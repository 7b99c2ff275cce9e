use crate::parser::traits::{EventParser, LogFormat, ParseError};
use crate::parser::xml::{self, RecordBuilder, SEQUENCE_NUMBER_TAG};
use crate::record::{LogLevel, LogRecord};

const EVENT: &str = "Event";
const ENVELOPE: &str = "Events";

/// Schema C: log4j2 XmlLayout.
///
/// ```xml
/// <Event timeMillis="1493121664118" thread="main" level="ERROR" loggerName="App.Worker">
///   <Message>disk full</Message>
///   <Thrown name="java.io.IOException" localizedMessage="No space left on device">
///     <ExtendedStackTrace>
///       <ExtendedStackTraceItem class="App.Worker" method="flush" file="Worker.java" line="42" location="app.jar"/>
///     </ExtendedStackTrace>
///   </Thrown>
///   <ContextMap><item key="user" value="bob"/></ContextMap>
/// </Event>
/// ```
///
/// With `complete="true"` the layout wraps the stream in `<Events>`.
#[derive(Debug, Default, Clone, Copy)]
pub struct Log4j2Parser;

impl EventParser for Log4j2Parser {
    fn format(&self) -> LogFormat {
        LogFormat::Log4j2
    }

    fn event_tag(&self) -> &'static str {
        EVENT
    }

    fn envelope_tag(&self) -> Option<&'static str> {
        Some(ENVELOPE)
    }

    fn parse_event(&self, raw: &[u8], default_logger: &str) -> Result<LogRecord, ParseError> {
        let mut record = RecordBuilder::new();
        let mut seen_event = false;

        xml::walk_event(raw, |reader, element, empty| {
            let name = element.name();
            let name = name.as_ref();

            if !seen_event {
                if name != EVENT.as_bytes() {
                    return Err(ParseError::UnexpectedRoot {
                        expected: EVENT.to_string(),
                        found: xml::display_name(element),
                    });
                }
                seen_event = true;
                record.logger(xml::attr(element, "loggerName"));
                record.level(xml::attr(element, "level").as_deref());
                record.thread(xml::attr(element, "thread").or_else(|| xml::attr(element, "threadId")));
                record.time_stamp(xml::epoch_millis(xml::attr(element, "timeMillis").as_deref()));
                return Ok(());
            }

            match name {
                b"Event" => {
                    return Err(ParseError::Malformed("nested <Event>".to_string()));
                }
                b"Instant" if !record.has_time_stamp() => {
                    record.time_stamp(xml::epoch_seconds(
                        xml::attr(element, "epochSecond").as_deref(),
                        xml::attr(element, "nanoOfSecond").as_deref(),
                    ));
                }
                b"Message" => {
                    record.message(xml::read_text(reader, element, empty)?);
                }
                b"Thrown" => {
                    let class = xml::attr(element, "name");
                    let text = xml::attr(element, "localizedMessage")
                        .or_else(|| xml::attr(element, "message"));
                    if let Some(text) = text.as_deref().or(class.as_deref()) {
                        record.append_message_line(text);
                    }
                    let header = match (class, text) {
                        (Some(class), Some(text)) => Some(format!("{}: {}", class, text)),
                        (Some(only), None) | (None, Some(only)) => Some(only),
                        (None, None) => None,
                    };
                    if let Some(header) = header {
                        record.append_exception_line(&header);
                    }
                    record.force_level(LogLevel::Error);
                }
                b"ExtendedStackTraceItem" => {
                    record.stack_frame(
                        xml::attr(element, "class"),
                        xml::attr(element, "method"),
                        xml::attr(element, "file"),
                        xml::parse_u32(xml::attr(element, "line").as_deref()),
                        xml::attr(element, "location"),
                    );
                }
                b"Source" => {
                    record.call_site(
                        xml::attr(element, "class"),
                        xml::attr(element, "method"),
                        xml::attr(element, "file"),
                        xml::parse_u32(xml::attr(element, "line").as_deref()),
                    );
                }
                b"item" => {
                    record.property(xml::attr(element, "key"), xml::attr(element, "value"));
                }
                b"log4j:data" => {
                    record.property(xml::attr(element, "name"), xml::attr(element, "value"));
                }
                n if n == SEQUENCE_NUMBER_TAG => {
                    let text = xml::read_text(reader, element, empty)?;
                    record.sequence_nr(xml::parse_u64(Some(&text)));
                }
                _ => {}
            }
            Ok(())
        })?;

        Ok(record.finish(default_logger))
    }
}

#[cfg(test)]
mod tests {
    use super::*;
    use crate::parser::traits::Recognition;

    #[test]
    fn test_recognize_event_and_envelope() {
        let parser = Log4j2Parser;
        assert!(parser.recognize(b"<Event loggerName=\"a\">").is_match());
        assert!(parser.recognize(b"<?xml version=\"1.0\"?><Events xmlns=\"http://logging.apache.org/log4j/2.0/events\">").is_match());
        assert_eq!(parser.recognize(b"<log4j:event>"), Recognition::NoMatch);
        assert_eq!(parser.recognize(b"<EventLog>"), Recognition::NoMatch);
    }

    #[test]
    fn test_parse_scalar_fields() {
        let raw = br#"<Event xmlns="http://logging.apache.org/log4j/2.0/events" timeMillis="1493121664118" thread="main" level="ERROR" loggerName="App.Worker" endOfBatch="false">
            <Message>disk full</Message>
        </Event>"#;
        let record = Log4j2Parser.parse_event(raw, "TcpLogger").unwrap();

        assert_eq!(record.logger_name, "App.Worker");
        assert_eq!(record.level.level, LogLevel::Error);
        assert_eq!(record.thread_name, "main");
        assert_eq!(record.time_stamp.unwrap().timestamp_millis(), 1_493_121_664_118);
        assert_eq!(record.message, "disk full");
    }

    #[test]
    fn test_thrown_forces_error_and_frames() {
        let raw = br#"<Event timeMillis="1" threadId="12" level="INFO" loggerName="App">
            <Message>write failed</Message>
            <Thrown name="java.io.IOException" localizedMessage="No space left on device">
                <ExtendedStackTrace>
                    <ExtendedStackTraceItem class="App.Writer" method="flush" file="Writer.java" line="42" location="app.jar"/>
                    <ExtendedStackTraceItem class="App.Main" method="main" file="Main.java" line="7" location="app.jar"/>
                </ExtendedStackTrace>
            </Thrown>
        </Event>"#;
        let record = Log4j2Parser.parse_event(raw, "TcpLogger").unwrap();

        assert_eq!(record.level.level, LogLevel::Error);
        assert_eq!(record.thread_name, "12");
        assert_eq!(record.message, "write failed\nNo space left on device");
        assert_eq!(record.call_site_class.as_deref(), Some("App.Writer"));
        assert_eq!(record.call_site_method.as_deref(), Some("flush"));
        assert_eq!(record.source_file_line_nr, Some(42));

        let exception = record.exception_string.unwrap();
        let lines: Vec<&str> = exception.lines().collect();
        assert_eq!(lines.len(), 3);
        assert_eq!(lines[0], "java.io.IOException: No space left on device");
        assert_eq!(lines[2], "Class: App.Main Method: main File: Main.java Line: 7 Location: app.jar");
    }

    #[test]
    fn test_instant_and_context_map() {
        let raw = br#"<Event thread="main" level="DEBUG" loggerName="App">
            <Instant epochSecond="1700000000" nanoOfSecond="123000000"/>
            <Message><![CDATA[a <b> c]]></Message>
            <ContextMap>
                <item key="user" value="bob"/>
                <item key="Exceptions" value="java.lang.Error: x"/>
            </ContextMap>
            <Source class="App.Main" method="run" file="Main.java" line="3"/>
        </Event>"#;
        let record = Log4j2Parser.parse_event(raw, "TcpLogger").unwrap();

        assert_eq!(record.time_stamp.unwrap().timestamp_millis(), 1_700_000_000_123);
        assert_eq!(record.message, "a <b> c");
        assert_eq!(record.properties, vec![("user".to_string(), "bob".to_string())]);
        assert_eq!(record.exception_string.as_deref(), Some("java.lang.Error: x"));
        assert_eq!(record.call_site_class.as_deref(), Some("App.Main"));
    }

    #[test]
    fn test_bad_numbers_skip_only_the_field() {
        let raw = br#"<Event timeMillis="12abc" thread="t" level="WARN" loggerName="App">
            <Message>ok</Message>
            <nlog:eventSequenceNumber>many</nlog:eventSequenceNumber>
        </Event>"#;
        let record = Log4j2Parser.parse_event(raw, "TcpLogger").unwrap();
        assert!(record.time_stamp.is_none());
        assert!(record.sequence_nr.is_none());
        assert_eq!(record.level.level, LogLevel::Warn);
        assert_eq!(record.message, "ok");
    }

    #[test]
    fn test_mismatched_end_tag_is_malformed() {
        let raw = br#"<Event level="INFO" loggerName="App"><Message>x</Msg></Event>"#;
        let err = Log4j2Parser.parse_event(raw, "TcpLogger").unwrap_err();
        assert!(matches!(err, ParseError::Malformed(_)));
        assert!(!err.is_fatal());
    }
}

- - - - -

Each line from the beginning of the entries to the line with "impl EventParser for" must be repeated exactly, with both end lines kept and no other lines given.

Response to this task:
repository 7b99c2ff275cce9e
use crate::parser::traits::{EventParser, LogFormat, ParseError};
use crate::parser::xml::{self, RecordBuilder, SEQUENCE_NUMBER_TAG};
use crate::record::{LogLevel, LogRecord};

const EVENT: &str = "Event";
const ENVELOPE: &str = "Events";

/// Schema C: log4j2 XmlLayout.
///
/// ```xml
/// <Event timeMillis="1493121664118" thread="main" level="ERROR" loggerName="App.Worker">
///   <Message>disk full</Message>
///   <Thrown name="java.io.IOException" localizedMessage="No space left on device">
///     <ExtendedStackTrace>
///       <ExtendedStackTraceItem class="App.Worker" method="flush" file="Worker.java" line="42" location="app.jar"/>
///     </ExtendedStackTrace>
///   </Thrown>
///   <ContextMap><item key="user" value="bob"/></ContextMap>
/// </Event>
/// ```
///
/// With `complete="true"` the layout wraps the stream in `<Events>`.
#[derive(Debug, Default, Clone, Copy)]
pub struct Log4j2Parser;

impl EventParser for Log4j2Parser {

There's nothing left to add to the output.